From the Editor
Higher Values
by Sherri Kimmel
December 30, 2008
In his classic book, Religions, Values, and Peak-Experiences, the psychologist Abraham Maslow ponders many lofty questions related to the meaning of life. But in “Value-free Education?”, Chapter VII of this slim 1964 volume, he probes the role of spirituality in the academy. He writes that “… the far goal of education—as of psycho-therapy, of family life, of work, of society, of life itself—is to aid the person to grow to fullest humanness, to the greatest fulfillment and actualization of his highest potentials, to his greatest possible stature.”
Maslow goes on to say, “The final and unavoidable conclusion is that education— like all our social institutions—must be concerned with its final values, and this in turn is just about the same as speaking of what have been called ‘spiritual values’ or ‘higher values’. These are principles of choice which help us to answer the age old ‘spiritual’ (philosophical? religious? humanistic? ethical?) questions: What is the good life?
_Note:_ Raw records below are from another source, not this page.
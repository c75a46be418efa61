//! Compare command - keynote overlap between remedies

use clap::Args;
use futures::future::try_join_all;
use serde::Serialize;

use crate::domain::compare::{compute_compare_diff, CompareDiff, CompareItem};
use crate::domain::lookup::LookupKind;
use crate::domain::remedy::LookupPayload;

#[derive(Args, Debug)]
pub struct CompareArgs {
    /// Two or three remedy names
    #[arg(required = true, num_args = 2..=3)]
    pub queries: Vec<String>,
}

#[derive(Debug, Serialize)]
struct CompareOutput {
    remedies: Vec<String>,
    #[serde(flatten)]
    diff: CompareDiff,
}

/// The best record for a query, or the bare name when nothing matched
fn compare_item(query: &str, payload: LookupPayload) -> CompareItem {
    match payload.primary() {
        Some(record) => CompareItem::Record(record.clone()),
        None => CompareItem::from(query),
    }
}

fn item_label(item: &CompareItem) -> String {
    match item {
        CompareItem::Name(name) => name.clone(),
        CompareItem::Record(record) => record.name.clone(),
    }
}

pub async fn run(args: CompareArgs) -> anyhow::Result<()> {
    let config = super::load_config()?;
    let (service, source) = super::lookup_context(&config, LookupKind::MateriaMedica).await?;

    let payloads = try_join_all(
        args.queries
            .iter()
            .map(|query| service.fetch_with_cache(query, source.clone())),
    )
    .await?;

    let items: Vec<CompareItem> = args
        .queries
        .iter()
        .zip(payloads)
        .map(|(query, payload)| compare_item(query, payload))
        .collect();

    let output = CompareOutput {
        remedies: items.iter().map(item_label).collect(),
        diff: compute_compare_diff(&items),
    };
    super::print_json(&output)?;

    service.drain_refreshes().await;
    Ok(())
}

#[cfg(test)]
mod tests {
    use super::*;
    use crate::domain::remedy::RemedyRecord;

    #[test]
    fn test_text_answer_compares_as_name() {
        let item = compare_item("Sepia", LookupPayload::Text("not found".into()));
        assert_eq!(item, CompareItem::Name("Sepia".into()));
        assert!(item.keynote_set().is_empty());
    }

    #[test]
    fn test_first_record_is_used() {
        let payload = LookupPayload::Records(vec![
            RemedyRecord::named("Sepia").with_keynotes(["indifference"]),
            RemedyRecord::named("Sepia succus"),
        ]);

        let item = compare_item("sepia", payload);

        assert_eq!(item_label(&item), "Sepia");
        assert_eq!(item.keynote_set(), vec!["indifference"]);
    }

    #[test]
    fn test_output_shape() {
        let items = vec![
            CompareItem::Record(RemedyRecord::named("A").with_keynotes(["x", "y"])),
            CompareItem::Record(RemedyRecord::named("B").with_keynotes(["y", "z"])),
        ];
        let output = CompareOutput {
            remedies: items.iter().map(item_label).collect(),
            diff: compute_compare_diff(&items),
        };

        let json = serde_json::to_value(&output).unwrap();
        assert_eq!(
            json,
            serde_json::json!({
                "remedies": ["A", "B"],
                "shared": ["y"],
                "unique": [["x"], ["z"]]
            })
        );
    }
}
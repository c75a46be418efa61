//! Lookup metrics
//!
//! Recorded through the `metrics` facade; the embedding application decides
//! whether an exporter is installed.

use std::time::Duration;

use metrics::{counter, histogram};

fn status_label(success: bool) -> &'static str {
    if success {
        "success"
    } else {
        "error"
    }
}

fn outcome_label(hit: bool) -> &'static str {
    if hit {
        "hit"
    } else {
        "miss"
    }
}

/// Record a cache lookup outcome
pub fn record_cache_lookup(kind: &str, hit: bool) {
    let labels = [
        ("kind", kind.to_string()),
        ("outcome", outcome_label(hit).to_string()),
    ];

    counter!("remedy_cache_lookups_total", &labels).increment(1);
}

/// Record the result of a background refresh
pub fn record_refresh(kind: &str, success: bool) {
    let labels = [
        ("kind", kind.to_string()),
        ("status", status_label(success).to_string()),
    ];

    counter!("remedy_cache_refreshes_total", &labels).increment(1);
}

/// Record a foreground fetch against the remote source
pub fn record_fetch(kind: &str, duration: Duration, success: bool) {
    let labels = [
        ("kind", kind.to_string()),
        ("status", status_label(success).to_string()),
    ];

    counter!("remedy_fetches_total", &labels).increment(1);
    histogram!("remedy_fetch_duration_seconds", &labels).record(duration.as_secs_f64());
}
What is the good man? The good woman? What is the good society and what is my relation to it? What are my obligations to my society? …”
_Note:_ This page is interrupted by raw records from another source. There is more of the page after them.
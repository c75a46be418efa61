//! Domain layer - Core lookup logic and entities

pub mod cache;
pub mod compare;
pub mod error;
pub mod highlight;
pub mod lookup;
pub mod remedy;
pub mod scoring;

pub use cache::{BackingStore, CacheEntry, Clock, ScanPage, SystemClock};
pub use compare::{compute_compare_diff, CompareDiff, CompareItem};
pub use error::DomainError;
pub use highlight::{escape_html, highlight};
pub use lookup::{FetchError, LookupKind, NetworkError, RemedySource};
pub use remedy::{normalize_payload, LookupPayload, Proving, RemedyRecord};
pub use scoring::{ConfidenceScore, RemedyScorer, ScoreComponents, ScoringWeights};
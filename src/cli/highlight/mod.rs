//! Highlight command

use clap::Args;

use crate::domain::highlight::{highlight, query_tokens};

#[derive(Args, Debug)]
pub struct HighlightArgs {
    /// Terms to mark
    #[arg(short, long)]
    pub query: String,

    /// Text to highlight
    pub text: String,
}

pub fn render(args: &HighlightArgs) -> String {
    highlight(Some(args.text.as_str()), &query_tokens(&args.query))
}

pub async fn run(args: HighlightArgs) -> anyhow::Result<()> {
    println!("{}", render(&args));
    Ok(())
}

#[cfg(test)]
mod tests {
    use super::*;

    #[test]
    fn test_render() {
        let args = HighlightArgs {
            query: "burning pains".into(),
            text: "Burning pains relieved by heat".into(),
        };

        assert_eq!(
            render(&args),
            "<mark>Burning</mark> <mark>pains</mark> relieved by heat"
        );
    }
}
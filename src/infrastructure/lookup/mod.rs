//! Lookup infrastructure - HTTP source and the caching lookup service

mod http_source;
mod service;

pub use http_source::{HttpRemedySource, HttpSourceConfig};
pub use service::{LookupServiceConfig, RemedyLookupService};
These are questions that Dickinson’s Founding Father Benjamin Rush also pondered, as you will read in the president’s and provost’s columns that follow. In his early life, Rush viewed ethical and spiritual issues through a Presbyterian lens. While the lens through which Dickinsonians—educators, students, alumni—see is more ecumenical today, it still is clearly focused on the values that Rush considered to be critical components of a “useful” education.
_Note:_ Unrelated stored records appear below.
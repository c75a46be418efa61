//! Sweep command - removes expired cache entries for every lookup kind

use std::collections::BTreeMap;

use serde::Serialize;
use tracing::info;

use crate::domain::lookup::LookupKind;
use crate::infrastructure::cache::CacheStore;

#[derive(Debug, Serialize)]
struct SweepReport {
    removed: usize,
    remaining: usize,
}

pub async fn run() -> anyhow::Result<()> {
    let config = super::load_config()?;
    let mut report = BTreeMap::new();

    for kind in [LookupKind::MateriaMedica, LookupKind::Repertory] {
        let backend = super::backing_store(&config, kind).await;
        let cache = CacheStore::with_config(backend, config.cache.store());

        let removed = cache.sweep_expired().await;
        let remaining = cache.len().await;

        info!(kind = %kind, removed, remaining, "Swept cache");
        report.insert(kind.to_string(), SweepReport { removed, remaining });
    }

    super::print_json(&report)
}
The succeeding pages depict professors, students and graduates who concern themselves with ethics and spirituality as practiced in a global society. I think Rush and his “offspring” would embrace Maslow’s assertion that “education is properly a universal, ubiquitous, and life-long proposition.” And the belief that spirituality plays a key role in one’s life journey: serving to inspire, to awe, to comfort and to guide.